The practice of child marriage within the apostolic churches of Zimbabwe has been brought to attention by this case. It has also been reported that these churches also allow polygamy.

Governments in this African country have traditionally looked the other way when it comes to child marriage.

It is worth noting that Zimbabwe has two distinct marriage laws, the Marriage Act and the Customary Marriages Act. While there is no minimum age for marriage consent in either of these laws, polygamy is allowed by customary law.

Parliament is currently debating a new marriage bill that seeks to synchronise laws, criminalise marriages of under 18-year-olds, and prosecute anyone involved in the marriage of a minor.

In a statement, the UN in Zimbabwe said it finds it deeply troubling and strongly condemns the circumstances leading to the death of 14-year-old Memory Machaya in rural Marange.

"Sadly, disturbing reports of the sexual violation of under-age girls, including forced child marriages continue to surface and indeed this is another sad case," the UN said in a statement.

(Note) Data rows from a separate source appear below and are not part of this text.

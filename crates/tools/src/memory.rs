//! Memory query tool. Reads the caller's stored memories from Nexus.

use crate::nexus::NexusClient;
use async_trait::async_trait;
use nexagent_core::auth::AuthContext;
use nexagent_core::error::ToolError;
use nexagent_core::schema::{ArgKind, ArgumentSchema};
use nexagent_core::tool::{Tool, ToolResult};
use std::sync::Arc;

const DEFAULT_LIMIT: u32 = 20;
const MAX_LIMIT: u32 = 100;

pub struct QueryMemoriesTool {
    nexus: Arc<dyn NexusClient>,
}

impl QueryMemoriesTool {
    pub fn new(nexus: Arc<dyn NexusClient>) -> Self {
        Self { nexus }
    }
}

#[async_trait]
impl Tool for QueryMemoriesTool {
    fn name(&self) -> &str {
        "query_memories"
    }

    fn description(&self) -> &str {
        "Query stored memories for the current user. Without a query, returns the most recent memories."
    }

    fn argument_schema(&self) -> ArgumentSchema {
        ArgumentSchema::new()
            .optional("query", ArgKind::String, "Text to match against memories")
            .optional("limit", ArgKind::Integer, "Maximum memories to return (default 20)")
    }

    async fn execute(
        &self,
        arguments: serde_json::Value,
        auth: &AuthContext,
    ) -> Result<ToolResult, ToolError> {
        let query = arguments["query"].as_str().filter(|q| !q.trim().is_empty());
        let limit = arguments["limit"]
            .as_u64()
            .map(|n| n.clamp(1, MAX_LIMIT as u64) as u32)
            .unwrap_or(DEFAULT_LIMIT);

        let memories = self.nexus.query_memories(auth, query, limit).await?;
        if memories.is_empty() {
            return Ok(ToolResult::success("No memories found."));
        }

        let lines: Vec<String> = memories
            .iter()
            .enumerate()
            .map(|(i, m)| match &m.memory_type {
                Some(kind) => format!("{}. [{kind}] {}", i + 1, m.content),
                None => format!("{}. {}", i + 1, m.content),
            })
            .collect();

        Ok(ToolResult::success(lines.join("\n"))
            .with_data(serde_json::json!({ "count": memories.len() })))
    }
}

#[cfg(test)]
mod tests {
    use super::*;
    use crate::fakes::MemoryNexus;
    use crate::nexus::MemoryRecord;

    #[tokio::test]
    async fn lists_memories() {
        let nexus = MemoryNexus {
            memories: vec![
                MemoryRecord {
                    memory_id: "m1".into(),
                    content: "Prefers metric units".into(),
                    memory_type: Some("preference".into()),
                    created_at: None,
                },
                MemoryRecord {
                    memory_id: "m2".into(),
                    content: "Works on the billing service".into(),
                    memory_type: None,
                    created_at: None,
                },
            ],
            ..Default::default()
        };
        let tool = QueryMemoriesTool::new(Arc::new(nexus));
        let result = tool
            .execute(serde_json::json!({}), &AuthContext::anonymous())
            .await
            .unwrap();
        assert_eq!(
            result.output,
            "1. [preference] Prefers metric units\n2. Works on the billing service"
        );
    }

    #[tokio::test]
    async fn empty_store() {
        let tool = QueryMemoriesTool::new(Arc::new(MemoryNexus::default()));
        let result = tool
            .execute(serde_json::json!({"query": "x", "limit": 5}), &AuthContext::anonymous())
            .await
            .unwrap();
        assert_eq!(result.output, "No memories found.");
    }
}
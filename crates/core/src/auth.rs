//! Per-request authentication context.
//!
//! An [`AuthContext`] is built once from request metadata and handed to
//! tool adapters as an explicit parameter. It is deliberately not
//! `Serialize`, its `Debug` output is redacted, and the only thing ever
//! logged is [`AuthContext::fingerprint`].

use crate::request::RequestMetadata;
use sha2::{Digest, Sha256};

const REDACTED: &str = "[REDACTED]";

/// Scoping hints that travel with the credential.
#[derive(Debug, Clone, Default, PartialEq, Eq)]
pub struct AuthScope {
    /// The file the user currently has open in their editor.
    pub opened_file_path: Option<String>,
    /// The workspace the user is working in.
    pub workspace_path: Option<String>,
    pub user_id: Option<String>,
    pub tenant_id: Option<String>,
}

/// Credential bundle for one request.
#[derive(Clone, Default)]
pub struct AuthContext {
    token: Option<String>,
    scope: AuthScope,
}

impl AuthContext {
    /// A context carrying no credential.
    pub fn anonymous() -> Self {
        Self::default()
    }

    /// Build a context from a raw `x_auth` value (`Bearer <token>` or a bare token).
    pub fn from_header(x_auth: Option<&str>) -> Self {
        Self {
            token: x_auth.and_then(parse_bearer),
            scope: AuthScope::default(),
        }
    }

    /// Extract the credential and scoping hints from request metadata.
    pub fn from_metadata(metadata: &RequestMetadata) -> Self {
        let mut ctx = Self::from_header(metadata.x_auth.as_deref());
        ctx.scope = AuthScope {
            opened_file_path: metadata.opened_file_path.clone(),
            workspace_path: metadata.workspace_path.clone(),
            user_id: metadata.user_id.clone(),
            tenant_id: metadata.tenant_id.clone(),
        };
        ctx
    }

    /// The bare bearer token, for adapters that must forward it.
    pub fn bearer_token(&self) -> Option<&str> {
        self.token.as_deref()
    }

    /// `Authorization` header value for outbound calls.
    pub fn authorization_header(&self) -> Option<String> {
        self.token.as_ref().map(|t| format!("Bearer {t}"))
    }

    pub fn is_authenticated(&self) -> bool {
        self.token.is_some()
    }

    pub fn scope(&self) -> &AuthScope {
        &self.scope
    }

    /// Short, non-reversible identifier of the credential, safe to log.
    pub fn fingerprint(&self) -> String {
        match &self.token {
            Some(token) => {
                let digest = Sha256::digest(token.as_bytes());
                digest.iter().take(4).map(|b| format!("{b:02x}")).collect()
            }
            None => "anonymous".into(),
        }
    }

    /// Remove every occurrence of the credential from `text`.
    pub fn scrub(&self, text: &str) -> String {
        match &self.token {
            Some(token) if text.contains(token.as_str()) => text.replace(token.as_str(), REDACTED),
            _ => text.to_string(),
        }
    }
}

impl std::fmt::Debug for AuthContext {
    fn fmt(&self, f: &mut std::fmt::Formatter<'_>) -> std::fmt::Result {
        f.debug_struct("AuthContext")
            .field("token", &self.token.as_ref().map(|_| REDACTED))
            .field("scope", &self.scope)
            .finish()
    }
}

/// `Bearer <token>`, `bearer<ws><token>` or a bare token. A scheme with
/// nothing after it is no credential.
fn parse_bearer(raw: &str) -> Option<String> {
    let raw = raw.trim();
    let token = match raw.get(..6) {
        Some(scheme)
            if scheme.eq_ignore_ascii_case("bearer")
                && raw[6..].chars().next().is_none_or(char::is_whitespace) =>
        {
            raw[6..].trim()
        }
        _ => raw,
    };
    if token.is_empty() {
        None
    } else {
        Some(token.to_string())
    }
}
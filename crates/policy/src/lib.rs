//! Answer policies for nexagent.
//!
//! Guards run at loop termination only. They never see tool calls and
//! never touch the conversation; the reasoning loop appends the corrective
//! instruction a rejection carries and enforces the rejection budget.
//!
//! ```text
//! candidate answer ──▶ AnswerGuard::evaluate ──▶ Verdict
//!                                                 │
//!                              Accept ◀───────────┴──────────▶ Reject { correction }
//!                           (Terminated)                    (back to Reasoning)
//! ```

mod guard;
mod log;

pub use guard::{AcceptAll, AnswerGuard, EvidenceRequired, GuardContext, Verdict};
pub use log::{GuardLog, GuardLogEntry};

use nexagent_config::GuardKind;
use std::sync::Arc;

/// The guard configured by `guard = "..."` on an assistant.
pub fn guard_for(kind: GuardKind) -> Arc<dyn AnswerGuard> {
    match kind {
        GuardKind::AcceptAll => Arc::new(AcceptAll),
        GuardKind::EvidenceRequired => Arc::new(EvidenceRequired::new()),
        GuardKind::EvidenceCited => Arc::new(EvidenceRequired::new().with_marker_check(true)),
    }
}
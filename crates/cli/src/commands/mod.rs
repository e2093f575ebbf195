pub mod assistants;
pub mod config_cmd;
pub mod run;
pub mod serve;
pub mod status;
pub mod tools;

use anyhow::Context;
use nexagent_config::AppConfig;
use std::path::Path;

/// Load from `path` when given, else from the default location.
pub fn load_config(path: Option<&Path>) -> anyhow::Result<AppConfig> {
    match path {
        Some(path) => {
            let mut config = AppConfig::load_from(path)
                .with_context(|| format!("Failed to load config from {}", path.display()))?;
            config.apply_env(|key| std::env::var(key).ok())?;
            Ok(config)
        }
        None => AppConfig::load().context("Failed to load config"),
    }
}
//! Web search and crawl backends (Tavily, Firecrawl).

use async_trait::async_trait;
use nexagent_core::error::ToolError;
use serde::{Deserialize, Serialize};
use std::time::Duration;
use tracing::debug;

#[derive(Debug, Clone, PartialEq, Eq, Serialize)]
pub struct SearchQuery {
    pub query: String,
    pub max_results: u32,
    /// `basic` or `advanced`.
    pub search_depth: String,
}

impl SearchQuery {
    pub fn new(query: impl Into<String>, max_results: u32) -> Self {
        Self {
            query: query.into(),
            max_results,
            search_depth: "basic".into(),
        }
    }
}

#[derive(Debug, Clone, PartialEq, Eq, Serialize, Deserialize)]
pub struct SearchHit {
    #[serde(default)]
    pub title: String,
    pub url: String,
    #[serde(default)]
    pub content: String,
    #[serde(default, skip_serializing_if = "Option::is_none")]
    pub published_date: Option<String>,
}

#[derive(Debug, Clone, PartialEq, Eq, Serialize)]
pub struct CrawledPage {
    pub url: String,
    pub title: Option<String>,
    pub markdown: String,
}

#[async_trait]
pub trait SearchBackend: Send + Sync {
    async fn search(&self, query: &SearchQuery) -> Result<Vec<SearchHit>, ToolError>;
}

#[async_trait]
pub trait CrawlBackend: Send + Sync {
    async fn crawl(&self, url: &str) -> Result<CrawledPage, ToolError>;
}

fn http_client(timeout: Duration) -> reqwest::Client {
    reqwest::Client::builder()
        .timeout(timeout)
        .build()
        .unwrap_or_else(|_| reqwest::Client::new())
}

fn remote(operation: &str, reason: impl Into<String>) -> ToolError {
    ToolError::Remote {
        operation: operation.into(),
        reason: reason.into(),
    }
}

async fn check_status(
    operation: &str,
    response: reqwest::Response,
) -> Result<reqwest::Response, ToolError> {
    let status = response.status();
    if status.is_success() {
        return Ok(response);
    }
    if status.as_u16() == 401 || status.as_u16() == 403 {
        return Err(ToolError::PermissionDenied {
            tool_name: operation.into(),
            reason: format!("API key rejected (HTTP {})", status.as_u16()),
        });
    }
    let body = response.text().await.unwrap_or_default();
    Err(remote(operation, format!("HTTP {}: {body}", status.as_u16())))
}

/// Tavily search API client.
pub struct TavilyClient {
    base_url: String,
    api_key: String,
    client: reqwest::Client,
}

impl TavilyClient {
    pub fn new(base_url: &str, api_key: impl Into<String>, timeout: Duration) -> Self {
        Self {
            base_url: base_url.trim_end_matches('/').to_string(),
            api_key: api_key.into(),
            client: http_client(timeout),
        }
    }
}

#[derive(Deserialize)]
struct TavilyResponse {
    #[serde(default)]
    results: Vec<SearchHit>,
}

#[async_trait]
impl SearchBackend for TavilyClient {
    async fn search(&self, query: &SearchQuery) -> Result<Vec<SearchHit>, ToolError> {
        debug!(query = %query.query, max_results = query.max_results, "Tavily search");
        let body = serde_json::json!({
            "api_key": self.api_key,
            "query": query.query,
            "search_depth": query.search_depth,
            "max_results": query.max_results,
            "include_answer": false,
        });
        let response = self
            .client
            .post(format!("{}/search", self.base_url))
            .json(&body)
            .send()
            .await
            .map_err(|e| remote("tavily_search", e.to_string()))?;
        let response = check_status("tavily_search", response).await?;
        let parsed: TavilyResponse = response
            .json()
            .await
            .map_err(|e| remote("tavily_search", format!("invalid response: {e}")))?;
        Ok(parsed.results)
    }
}

/// Firecrawl scrape API client.
pub struct FirecrawlClient {
    base_url: String,
    api_key: String,
    client: reqwest::Client,
}

impl FirecrawlClient {
    pub fn new(base_url: &str, api_key: impl Into<String>, timeout: Duration) -> Self {
        Self {
            base_url: base_url.trim_end_matches('/').to_string(),
            api_key: api_key.into(),
            client: http_client(timeout),
        }
    }
}

#[derive(Deserialize)]
struct FirecrawlResponse {
    #[serde(default)]
    success: bool,
    #[serde(default)]
    data: Option<FirecrawlData>,
    #[serde(default)]
    error: Option<String>,
}

#[derive(Deserialize)]
struct FirecrawlData {
    #[serde(default)]
    markdown: String,
    #[serde(default)]
    metadata: Option<FirecrawlMetadata>,
}

#[derive(Deserialize)]
struct FirecrawlMetadata {
    #[serde(default)]
    title: Option<String>,
}

#[async_trait]
impl CrawlBackend for FirecrawlClient {
    async fn crawl(&self, url: &str) -> Result<CrawledPage, ToolError> {
        debug!(%url, "Firecrawl scrape");
        let response = self
            .client
            .post(format!("{}/v1/scrape", self.base_url))
            .bearer_auth(&self.api_key)
            .json(&serde_json::json!({ "url": url, "formats": ["markdown"] }))
            .send()
            .await
            .map_err(|e| remote("firecrawl_scrape", e.to_string()))?;
        let response = check_status("firecrawl_scrape", response).await?;
        let parsed: FirecrawlResponse = response
            .json()
            .await
            .map_err(|e| remote("firecrawl_scrape", format!("invalid response: {e}")))?;

        match (parsed.success, parsed.data) {
            (true, Some(data)) => Ok(CrawledPage {
                url: url.to_string(),
                title: data.metadata.and_then(|m| m.title),
                markdown: data.markdown,
            }),
            _ => Err(remote(
                "firecrawl_scrape",
                parsed.error.unwrap_or_else(|| "scrape returned no content".into()),
            )),
        }
    }
}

Nearly one in three girls in Zimbabwe get married before turning 18 years old, according to the UN's office in Zimbabwe.

In addition to the police, the state gender commission of the country said it is investigating the circumstances of the girl's death and burial.

According to local media, the girl died last month, but her death only came to light last week after enraged relatives, barred by security from attending her burial, told the state-owned press about the incident.

People in Zimbabwe have expressed their outrage on social media.

"What you see today, i.e. a young girl forced to marry, get pregnant, & dies, is not an aberration! It is part of the same continuum. Female persons are not seen as fully human, with individual rights, choice, rights to control our own bodies," Everjoice Win, a feminist and rights activist, wrote on Twitter.


With their promise of healing illnesses and releasing people from poverty, the apostolic churches, which shun hospitals, attract millions of followers.